It’s both the current crisis and the predicted prolonged recovery that has Congress moving to pass a bill whose cost nears $2 trillion in order to bail out beleaguered industries, offer cheap loans to small businesses, and provide direct subsidies to every American.

But as House Ways and Means Committee Chairman Dustin Burrows (R-Lubbock) said in a radio interview earlier this morning, “The feds, whether you like it or not, are the guys with a printing machine. They literally print money.”

Concerns about fiat currency and central banks aside, Texas—unlike the federal government—doesn’t have access to a printing machine. And also, unlike the federal government, a balanced budget amendment to our state’s constitution prevents the State of Texas from running a budget deficit. That means the State of Texas must come up with the cash it needs to spend at least as fast as it spends it.

“It is impossible to tell what we’re going to be looking at at the state level financially over the next couple [of] months, let alone the next session,” Burrows also said.

While it’s impossible to tell the specifics, it’s pretty clear that lawmakers will soon have a difficult situation on their hands.

Texas Comptroller Glenn Hegar issued a rosy revenue estimate for lawmakers last January and even revised it upward a few months later in order to give them a little more money to spend. But now Hegar is saying he will likely revise his estimates downward in a few months.

On a Sunday call with members of the Texas Legislature, Hegar said lawmakers should prepare for significant revenue shortfalls to both general revenue (funded largely by the state sales tax) and to the Economic Stabilization Fund. The fund, which is often referred to as the Rainy Day Fund, is largely funded through oil and gas taxes and intended to be tapped only for natural disasters and economic shortfalls.

But that didn’t stop lawmakers from tapping it last time, while also blowing through a record $10.5 billion surplus—despite warnings from Texans for Fiscal Responsibility and citizen groups urging them to leave the fund intact for times of actual need.

Already, multiple lawmakers are telling Texas Scorecard that a special session could be on the horizon for the Texas Legislature in order to make spending cuts as a result of depressed revenue projections.

One lawmaker said he’s already putting his staff to work and beginning talks with colleagues about what can be cut to safeguard more important spending.

Those are positive signs, but swift action will need to be taken to ensure the most savings are achieved and that the state’s planned spending for public school teacher salaries, property tax relief, and other necessary measures are protected.

Every Texas family is going over their budget right now and looking for ways to cut back in the midst of this economic uncertainty. Texas lawmakers must do the same with the taxpayer dollars they’ve been entrusted with. Over the coming days, we at Texans for Fiscal Responsibility will be highlighting some potential savings that could be achieved should Gov. Greg Abbott and the Texas Legislature decide to act.

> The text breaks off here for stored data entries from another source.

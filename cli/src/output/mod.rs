//! Output formatting module

pub mod human;
pub mod json;
pub mod progress;
pub mod reporter;
pub mod styles;

use std::path::Path;

use anyhow::Result;
use console::Term;
use owo_colors::OwoColorize as _;
pub use human::HumanRenderer;
pub use json::JsonRenderer;
pub use reporter::TerminalReporter;
pub use styles::Styles;

use crate::application::services::deploy::DeployOutcome;
use crate::application::services::render::RenderReport;
use crate::application::services::status::StackStatus;
use crate::domain::env::EnvMap;
use crate::domain::health::HealthReport;
use crate::domain::manifest::Manifest;

/// Output context carrying styling and terminal state.
pub struct OutputContext {
    /// Stylesheet for colored output.
    pub styles: Styles,
    /// Whether stdout is a TTY.
    pub is_tty: bool,
    /// Whether to suppress non-error output.
    pub quiet: bool,
}

impl OutputContext {
    /// Create output context based on CLI flags and environment.
    #[must_use]
    pub fn new(no_color: bool, quiet: bool) -> Self {
        let is_tty = Term::stdout().is_term();
        let use_colors = !no_color && is_tty && std::env::var("NO_COLOR").is_err();

        let mut styles = Styles::default();
        if use_colors {
            styles.colorize();
        }

        Self {
            styles,
            is_tty,
            quiet,
        }
    }

    /// Check if progress indicators should be shown.
    #[must_use]
    pub fn show_progress(&self) -> bool {
        self.is_tty && !self.quiet
    }

    /// Print a success message prefixed with `✓`. Suppressed when `quiet`.
    pub fn success(&self, msg: &str) {
        if !self.quiet {
            println!("  {} {msg}", "✓".style(self.styles.success));
        }
    }

    /// Print a warning message prefixed with `⚠`. Suppressed when `quiet`.
    pub fn warn(&self, msg: &str) {
        if !self.quiet {
            println!("  {} {msg}", "⚠".style(self.styles.warning));
        }
    }

    /// Print an info message prefixed with `ℹ`. Suppressed when `quiet`.
    pub fn info(&self, msg: &str) {
        if !self.quiet {
            println!("  {} {msg}", "ℹ".style(self.styles.info));
        }
    }

    /// Print a section header. Suppressed when `quiet`.
    pub fn header(&self, msg: &str) {
        if !self.quiet {
            println!("  {}", msg.style(self.styles.header));
        }
    }

    /// Print a key-value pair with the key dimmed. Suppressed when `quiet`.
    pub fn kv(&self, key: &str, value: &str) {
        if !self.quiet {
            println!("  {}  {value}", key.style(self.styles.dim));
        }
    }
}

/// Dispatches command results to the renderer for the active output mode.
pub enum Renderer<'a> {
    Human(HumanRenderer<'a>),
    Json(JsonRenderer),
}

impl Renderer<'_> {
    /// # Errors
    ///
    /// Returns an error if JSON serialization fails.
    pub fn render_version(&self, version: &str) -> Result<()> {
        match self {
            Self::Human(r) => {
                r.render_version(version);
                Ok(())
            }
            Self::Json(r) => r.render_version(version),
        }
    }

    /// # Errors
    ///
    /// Returns an error if JSON serialization fails.
    pub fn render_rendered(&self, report: &RenderReport) -> Result<()> {
        match self {
            Self::Human(r) => {
                r.render_rendered(report);
                Ok(())
            }
            Self::Json(r) => r.render_rendered(report),
        }
    }

    /// # Errors
    ///
    /// Returns an error if JSON serialization fails.
    pub fn render_deploy(&self, outcome: &DeployOutcome) -> Result<()> {
        match self {
            Self::Human(r) => {
                r.render_deploy(outcome);
                Ok(())
            }
            Self::Json(r) => r.render_deploy(outcome),
        }
    }

    /// # Errors
    ///
    /// Returns an error if JSON serialization fails.
    pub fn render_health(&self, report: &HealthReport) -> Result<()> {
        match self {
            Self::Human(r) => {
                r.render_health(report);
                Ok(())
            }
            Self::Json(r) => r.render_health(report),
        }
    }

    /// # Errors
    ///
    /// Returns an error if JSON serialization fails.
    pub fn render_status(&self, status: &StackStatus) -> Result<()> {
        match self {
            Self::Human(r) => {
                r.render_status(status);
                Ok(())
            }
            Self::Json(r) => r.render_status(status),
        }
    }

    /// # Errors
    ///
    /// Returns an error if JSON serialization fails.
    pub fn render_env(&self, env: &EnvMap, show_secrets: bool) -> Result<()> {
        match self {
            Self::Human(r) => {
                r.render_env(env, show_secrets);
                Ok(())
            }
            Self::Json(r) => r.render_env(env, show_secrets),
        }
    }

    /// # Errors
    ///
    /// Returns an error if serialization fails.
    pub fn render_manifest(&self, manifest: &Manifest, path: &Path) -> Result<()> {
        match self {
            Self::Human(r) => r.render_manifest(manifest, path),
            Self::Json(r) => r.render_manifest(manifest),
        }
    }

    /// # Errors
    ///
    /// Returns an error if JSON serialization fails.
    pub fn render_validated(&self, manifest: &Manifest, path: &Path) -> Result<()> {
        match self {
            Self::Human(r) => {
                r.render_validated(manifest, path);
                Ok(())
            }
            Self::Json(r) => r.render_validated(manifest),
        }
    }

    /// Acknowledge an action that has no payload of its own. Human mode
    /// already reported it through the progress reporter.
    ///
    /// # Errors
    ///
    /// Returns an error if JSON serialization fails.
    pub fn render_action(&self, action: &str, project: &str) -> Result<()> {
        match self {
            Self::Human(_) => Ok(()),
            Self::Json(r) => r.render_action(action, project),
        }
    }

    /// Report that the user declined a confirmation prompt.
    ///
    /// # Errors
    ///
    /// Returns an error if JSON serialization fails.
    pub fn render_cancelled(&self, action: &str, project: &str) -> Result<()> {
        match self {
            Self::Human(r) => {
                r.render_cancelled();
                Ok(())
            }
            Self::Json(r) => r.render_cancelled(action, project),
        }
    }
}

If you have ideas or suggestions of your own, please submit them to us and we will explore their feasibility and financial effect. You can reach us at submission@empowertexans.com.

Cary Cheshire

Cary Cheshire is the executive director of Texans for Strong Borders, a no-compromise non-profit dedicated to restoring security and sovereignty to the citizens of the Lone Star State. For more information visit StrongBorders.org.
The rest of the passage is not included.